### DIRECTIONS FOR THIS TASK
In the records below, find the line containing "pub enum BoardError" and restate it and all lines after it exactly, through the last line.

### Collected data entries
━━━━━━━━━━━━━━━━━━━━━━━━━━━━━━

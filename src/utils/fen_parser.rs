//! FEN-to-Board parser.
//!
//! Parses the six Forsyth-Edwards fields into a piece layout plus game
//! counters and hands them to the validating `Board` constructor. The two
//! clock fields may be omitted, as in EPD records.

use crate::errors::{NotationError, NotationResult};
use crate::game_state::board::{Board, GameCounters};
use crate::game_state::chess_types::*;
use crate::utils::algebraic::algebraic_to_square;

pub fn parse_fen(fen: &str) -> NotationResult<Board> {
    let invalid = |what: &str| NotationError::InvalidFen(format!("{what} in '{fen}'"));
    let mut parts = fen.split_whitespace();

    let mut required = |what: &str| parts.next().ok_or_else(|| invalid(what));
    let board_part = required("missing board layout")?;
    let side_part = required("missing side to move")?;
    let castling_part = required("missing castling rights")?;
    let en_passant_part = required("missing en-passant square")?;
    let halfmove_part = parts.next().unwrap_or("0");
    let fullmove_part = parts.next().unwrap_or("1");
    if parts.next().is_some() {
        return Err(invalid("extra trailing fields"));
    }

    let pieces = parse_board(board_part)?;
    let counters = GameCounters {
        active_color: parse_side_to_move(side_part)?,
        castling_rights: parse_castling_rights(castling_part)?,
        en_passant: parse_en_passant_square(en_passant_part)?,
        halfmove_clock: halfmove_part
            .parse::<u16>()
            .map_err(|_| invalid("invalid halfmove clock"))?,
        fullmove_number: fullmove_part
            .parse::<u16>()
            .map_err(|_| invalid("invalid fullmove number"))?
            .max(1),
    };

    Ok(Board::from_layout(pieces, counters)?)
}

fn parse_board(board_part: &str) -> NotationResult<Vec<PlacedPiece>> {
    let ranks: Vec<&str> = board_part.split('/').collect();
    if ranks.len() != 8 {
        return Err(NotationError::InvalidFen(format!(
            "board layout must contain 8 ranks: '{board_part}'"
        )));
    }

    let mut pieces = Vec::with_capacity(32);
    for (fen_rank_idx, rank_str) in ranks.iter().enumerate() {
        let rank = 7 - fen_rank_idx as u8;
        let mut file = 0u8;

        for ch in rank_str.chars() {
            if let Some(empty) = ch.to_digit(10) {
                if !(1..=8).contains(&empty) {
                    return Err(NotationError::InvalidFen(format!(
                        "invalid empty-square count '{ch}'"
                    )));
                }
                file += empty as u8;
                continue;
            }

            let (color, kind) = piece_from_fen_char(ch).ok_or_else(|| {
                NotationError::InvalidFen(format!("invalid piece character '{ch}'"))
            })?;
            let square = Square::from_file_rank(file, rank).ok_or_else(|| {
                NotationError::InvalidFen(format!("rank '{rank_str}' has too many files"))
            })?;
            pieces.push(PlacedPiece::new(color, kind, square));
            file += 1;
        }

        if file != 8 {
            return Err(NotationError::InvalidFen(format!(
                "rank '{rank_str}' does not sum to 8 files"
            )));
        }
    }

    Ok(pieces)
}

fn parse_side_to_move(side_part: &str) -> NotationResult<Color> {
    match side_part {
        "w" => Ok(Color::Light),
        "b" => Ok(Color::Dark),
        _ => Err(NotationError::InvalidFen(format!("invalid side to move '{side_part}'"))),
    }
}

fn parse_castling_rights(castling_part: &str) -> NotationResult<CastlingRights> {
    if castling_part == "-" {
        return Ok(0);
    }

    let mut rights: CastlingRights = 0;
    for ch in castling_part.chars() {
        rights |= match ch {
            'K' => CASTLE_LIGHT_KINGSIDE,
            'Q' => CASTLE_LIGHT_QUEENSIDE,
            'k' => CASTLE_DARK_KINGSIDE,
            'q' => CASTLE_DARK_QUEENSIDE,
            _ => {
                return Err(NotationError::InvalidFen(format!(
                    "invalid castling rights character '{ch}'"
                )))
            }
        };
    }
    Ok(rights)
}

fn parse_en_passant_square(en_passant_part: &str) -> NotationResult<Option<Square>> {
    if en_passant_part == "-" {
        return Ok(None);
    }
    Ok(Some(algebraic_to_square(en_passant_part)?))
}

fn piece_from_fen_char(ch: char) -> Option<(Color, PieceKind)> {
    let color = if ch.is_ascii_uppercase() {
        Color::Light
    } else {
        Color::Dark
    };
    let lower = ch.to_ascii_lowercase();
    PieceKind::ALL
        .into_iter()
        .find(|kind| kind.fen_char() == lower)
        .map(|kind| (color, kind))
}
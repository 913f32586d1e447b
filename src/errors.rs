//! Error types shared across the engine.
//!
//! Notation errors come from the text-facing collaborators, board errors from
//! rejected initial layouts, and search errors from the search boundary.

use thiserror::Error;

/// Malformed external notation (FEN, coordinates, long algebraic, book rows).
#[derive(Error, Debug, Clone, PartialEq, Eq)]
pub enum NotationError {
    #[error("invalid square coordinate: {0}")]
    InvalidSquare(String),

    #[error("invalid FEN: {0}")]
    InvalidFen(String),

    #[error("invalid long algebraic move: {0}")]
    InvalidMoveText(String),

    #[error("move {0} is not legal in this position")]
    IllegalMove(String),

    #[error("invalid opening book data: {0}")]
    InvalidBook(String),

    #[error(transparent)]
    Board(#[from] BoardError),
}

/// An initial layout or counter set that cannot form a board.
#[derive(Error, Debug, Clone, PartialEq, Eq)]
pub enum BoardError {
    #[error("square index {0} is out of range (must be 0-63)")]
    SquareOutOfRange(u8),

    #[error("square {0} holds more than one piece")]
    SquareOccupied(String),

    #[error("pawn placed on terminal rank at {0}")]
    PawnOnTerminalRank(String),

    #[error("en-passant target {0} is not on the third or sixth rank")]
    InvalidEnPassant(String),

    #[error("{0} has more than one king")]
    MultipleKings(String),
}

/// Failures caught at the search boundary.
#[derive(Error, Debug)]
pub enum SearchError {
    #[error("failed to start search timer: {0}")]
    TimerSpawn(#[from] std::io::Error),

    #[error("search worker panicked: {0}")]
    Panicked(String),

    #[error("internal search failure: {0}")]
    Internal(String),
}

/// A protocol command the front-end rejects. The session reports it and
/// keeps running.
#[derive(Error, Debug)]
pub enum ProtocolError {
    #[error("incomplete command: missing {0}")]
    Missing(&'static str),

    #[error("invalid value '{value}' for {field}")]
    InvalidValue { field: String, value: String },

    #[error("unknown option '{0}'")]
    UnknownOption(String),

    #[error(transparent)]
    Notation(#[from] NotationError),

    #[error(transparent)]
    Search(#[from] SearchError),

    #[error(transparent)]
    Io(#[from] std::io::Error),
}

pub type NotationResult<T> = Result<T, NotationError>;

━━━━━━━━━━━━━━━━━━━━━━━━━━━━━━

### RESPONSE BELOW
pub enum BoardError {
    #[error("square index {0} is out of range (must be 0-63)")]
    SquareOutOfRange(u8),

    #[error("square {0} holds more than one piece")]
    SquareOccupied(String),

    #[error("pawn placed on terminal rank at {0}")]
    PawnOnTerminalRank(String),

    #[error("en-passant target {0} is not on the third or sixth rank")]
    InvalidEnPassant(String),

    #[error("{0} has more than one king")]
    MultipleKings(String),
}

/// Failures caught at the search boundary.
#[derive(Error, Debug)]
pub enum SearchError {
    #[error("failed to start search timer: {0}")]
    TimerSpawn(#[from] std::io::Error),

    #[error("search worker panicked: {0}")]
    Panicked(String),

    #[error("internal search failure: {0}")]
    Internal(String),
}

/// A protocol command the front-end rejects. The session reports it and
/// keeps running.
#[derive(Error, Debug)]
pub enum ProtocolError {
    #[error("incomplete command: missing {0}")]
    Missing(&'static str),

    #[error("invalid value '{value}' for {field}")]
    InvalidValue { field: String, value: String },

    #[error("unknown option '{0}'")]
    UnknownOption(String),

    #[error(transparent)]
    Notation(#[from] NotationError),

    #[error(transparent)]
    Search(#[from] SearchError),

    #[error(transparent)]
    Io(#[from] std::io::Error),
}

pub type NotationResult<T> = Result<T, NotationError>;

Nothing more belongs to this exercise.